### Dataset entries

---

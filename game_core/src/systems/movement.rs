use glam::Vec2;
use hecs::World;

use crate::{Ball, Config, Player, Role};

/// Move every non-controlled player toward the ball, one rule per role
pub fn move_players(world: &mut World, config: &Config) {
    let target = match crate::ball_position(world) {
        Some(pos) => pos,
        None => return, // Nothing to chase
    };

    for (_entity, (player, role)) in world.query_mut::<(&mut Player, &Role)>() {
        match role {
            Role::Controlled => {}
            Role::Outfield => chase(player, target, config.chase_min_distance),
            Role::Goalie => guard_goal(player, target, config),
        }
    }
}

/// Run `speed` pixels straight at `target`; stand still once within `min_distance`
pub fn chase(player: &mut Player, target: Vec2, min_distance: f32) {
    let offset = target - player.pos;
    let dist = offset.length();
    if dist > min_distance {
        player.pos += offset / dist * player.speed;
    }
}

/// Snap to the target's height inside the goal mouth; x never changes
pub fn guard_goal(player: &mut Player, target: Vec2, config: &Config) {
    player.pos.y = config.clamp_goalie_y(target.y);
}

/// Integrate ball velocity, then bleed it off with friction
pub fn move_ball(world: &mut World, config: &Config) {
    for (_entity, ball) in world.query_mut::<&mut Ball>() {
        ball.pos += ball.vel;
        ball.vel *= config.ball_friction;
    }
}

---

Number of lines in the records above holding the word "match": state it and nothing else.

### TASK RESULT
2